Task goal:
Lines below that include "ParseError" are the answer; copy each one.
Segment Open
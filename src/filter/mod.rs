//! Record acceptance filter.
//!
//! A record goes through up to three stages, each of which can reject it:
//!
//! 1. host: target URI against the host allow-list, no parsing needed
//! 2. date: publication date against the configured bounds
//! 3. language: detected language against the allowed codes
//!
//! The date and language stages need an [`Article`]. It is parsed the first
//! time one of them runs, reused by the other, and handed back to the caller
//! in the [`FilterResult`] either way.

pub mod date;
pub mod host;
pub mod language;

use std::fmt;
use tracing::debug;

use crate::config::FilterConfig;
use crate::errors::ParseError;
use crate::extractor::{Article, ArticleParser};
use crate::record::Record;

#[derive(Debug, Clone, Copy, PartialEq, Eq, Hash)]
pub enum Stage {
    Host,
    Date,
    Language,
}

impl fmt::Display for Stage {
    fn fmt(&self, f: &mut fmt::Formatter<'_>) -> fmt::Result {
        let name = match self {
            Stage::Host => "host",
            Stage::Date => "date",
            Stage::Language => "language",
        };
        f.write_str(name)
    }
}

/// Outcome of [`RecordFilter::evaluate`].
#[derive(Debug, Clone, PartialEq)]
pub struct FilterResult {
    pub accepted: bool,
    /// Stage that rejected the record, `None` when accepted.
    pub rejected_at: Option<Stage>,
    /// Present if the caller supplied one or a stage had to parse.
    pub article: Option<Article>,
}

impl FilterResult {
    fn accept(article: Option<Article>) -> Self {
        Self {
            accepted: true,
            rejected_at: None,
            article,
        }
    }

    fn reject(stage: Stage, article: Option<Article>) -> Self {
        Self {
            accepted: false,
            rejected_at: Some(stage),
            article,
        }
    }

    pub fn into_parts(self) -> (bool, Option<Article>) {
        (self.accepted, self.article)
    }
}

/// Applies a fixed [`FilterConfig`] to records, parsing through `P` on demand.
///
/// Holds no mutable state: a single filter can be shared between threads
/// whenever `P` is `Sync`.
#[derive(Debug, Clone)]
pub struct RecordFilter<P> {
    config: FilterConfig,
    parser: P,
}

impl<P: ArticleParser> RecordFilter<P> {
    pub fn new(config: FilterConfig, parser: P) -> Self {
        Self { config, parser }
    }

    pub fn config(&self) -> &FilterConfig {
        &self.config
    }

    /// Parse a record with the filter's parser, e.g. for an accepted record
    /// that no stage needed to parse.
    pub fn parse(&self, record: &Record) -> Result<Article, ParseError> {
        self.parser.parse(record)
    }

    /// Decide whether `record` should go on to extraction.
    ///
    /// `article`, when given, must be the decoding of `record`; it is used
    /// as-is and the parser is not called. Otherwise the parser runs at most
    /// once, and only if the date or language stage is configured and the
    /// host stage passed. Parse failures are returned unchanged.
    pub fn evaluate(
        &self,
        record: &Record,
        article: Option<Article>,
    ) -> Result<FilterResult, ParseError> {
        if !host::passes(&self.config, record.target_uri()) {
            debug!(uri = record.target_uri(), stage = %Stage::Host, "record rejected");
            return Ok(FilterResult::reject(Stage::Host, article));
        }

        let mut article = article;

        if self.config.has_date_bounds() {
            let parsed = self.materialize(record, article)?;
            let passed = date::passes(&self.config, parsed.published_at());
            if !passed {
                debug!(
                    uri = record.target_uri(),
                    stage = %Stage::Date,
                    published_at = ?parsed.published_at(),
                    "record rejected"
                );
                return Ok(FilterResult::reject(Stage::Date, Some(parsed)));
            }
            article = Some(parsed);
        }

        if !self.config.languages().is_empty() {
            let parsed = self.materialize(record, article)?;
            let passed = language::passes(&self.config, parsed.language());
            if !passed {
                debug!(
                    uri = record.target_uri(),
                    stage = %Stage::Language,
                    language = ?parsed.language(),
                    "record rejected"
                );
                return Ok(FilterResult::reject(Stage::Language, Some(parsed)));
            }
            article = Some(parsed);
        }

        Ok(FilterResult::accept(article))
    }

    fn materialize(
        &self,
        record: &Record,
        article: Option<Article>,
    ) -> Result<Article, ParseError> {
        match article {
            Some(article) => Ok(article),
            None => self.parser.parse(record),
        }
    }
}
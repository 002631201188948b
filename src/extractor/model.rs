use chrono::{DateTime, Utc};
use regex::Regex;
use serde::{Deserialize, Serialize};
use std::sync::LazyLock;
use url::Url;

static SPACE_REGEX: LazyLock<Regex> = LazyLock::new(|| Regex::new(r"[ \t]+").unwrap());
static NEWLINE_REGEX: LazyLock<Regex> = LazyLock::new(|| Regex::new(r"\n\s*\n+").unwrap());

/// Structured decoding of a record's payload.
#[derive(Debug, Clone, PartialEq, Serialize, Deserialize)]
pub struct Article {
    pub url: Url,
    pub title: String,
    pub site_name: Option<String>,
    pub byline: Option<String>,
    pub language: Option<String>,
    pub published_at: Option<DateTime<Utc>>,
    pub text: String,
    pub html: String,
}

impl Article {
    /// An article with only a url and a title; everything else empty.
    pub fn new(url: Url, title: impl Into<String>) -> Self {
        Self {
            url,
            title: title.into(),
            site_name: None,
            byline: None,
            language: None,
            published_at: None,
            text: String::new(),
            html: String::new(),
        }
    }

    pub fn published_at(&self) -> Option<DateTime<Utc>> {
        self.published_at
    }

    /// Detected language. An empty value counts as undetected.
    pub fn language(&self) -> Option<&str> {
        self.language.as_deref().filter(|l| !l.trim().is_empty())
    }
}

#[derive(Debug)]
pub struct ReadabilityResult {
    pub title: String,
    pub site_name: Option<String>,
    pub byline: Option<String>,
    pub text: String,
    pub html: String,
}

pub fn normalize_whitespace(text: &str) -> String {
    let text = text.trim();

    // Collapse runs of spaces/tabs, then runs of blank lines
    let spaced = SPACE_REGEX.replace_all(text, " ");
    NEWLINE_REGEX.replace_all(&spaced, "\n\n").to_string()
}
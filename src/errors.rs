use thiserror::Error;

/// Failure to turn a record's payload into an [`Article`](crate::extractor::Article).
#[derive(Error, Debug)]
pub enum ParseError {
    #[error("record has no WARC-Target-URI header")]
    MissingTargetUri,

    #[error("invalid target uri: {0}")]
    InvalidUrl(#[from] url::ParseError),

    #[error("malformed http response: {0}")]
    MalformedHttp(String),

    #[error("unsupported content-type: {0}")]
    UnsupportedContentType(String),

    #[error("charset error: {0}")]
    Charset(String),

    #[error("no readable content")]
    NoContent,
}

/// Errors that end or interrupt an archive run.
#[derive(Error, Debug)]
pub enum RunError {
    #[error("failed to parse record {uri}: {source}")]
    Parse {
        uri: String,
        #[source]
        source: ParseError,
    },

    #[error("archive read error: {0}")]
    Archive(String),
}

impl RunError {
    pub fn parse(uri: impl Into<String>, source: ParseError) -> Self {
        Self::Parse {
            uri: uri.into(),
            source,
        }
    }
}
Segment Closed
Task solution:
use crate::errors::ParseError;
    pub fn parse(&self, record: &Record) -> Result<Article, ParseError> {
    ) -> Result<FilterResult, ParseError> {
    ) -> Result<Article, ParseError> {
pub enum ParseError {
    InvalidUrl(#[from] url::ParseError),
        source: ParseError,
    pub fn parse(uri: impl Into<String>, source: ParseError) -> Self {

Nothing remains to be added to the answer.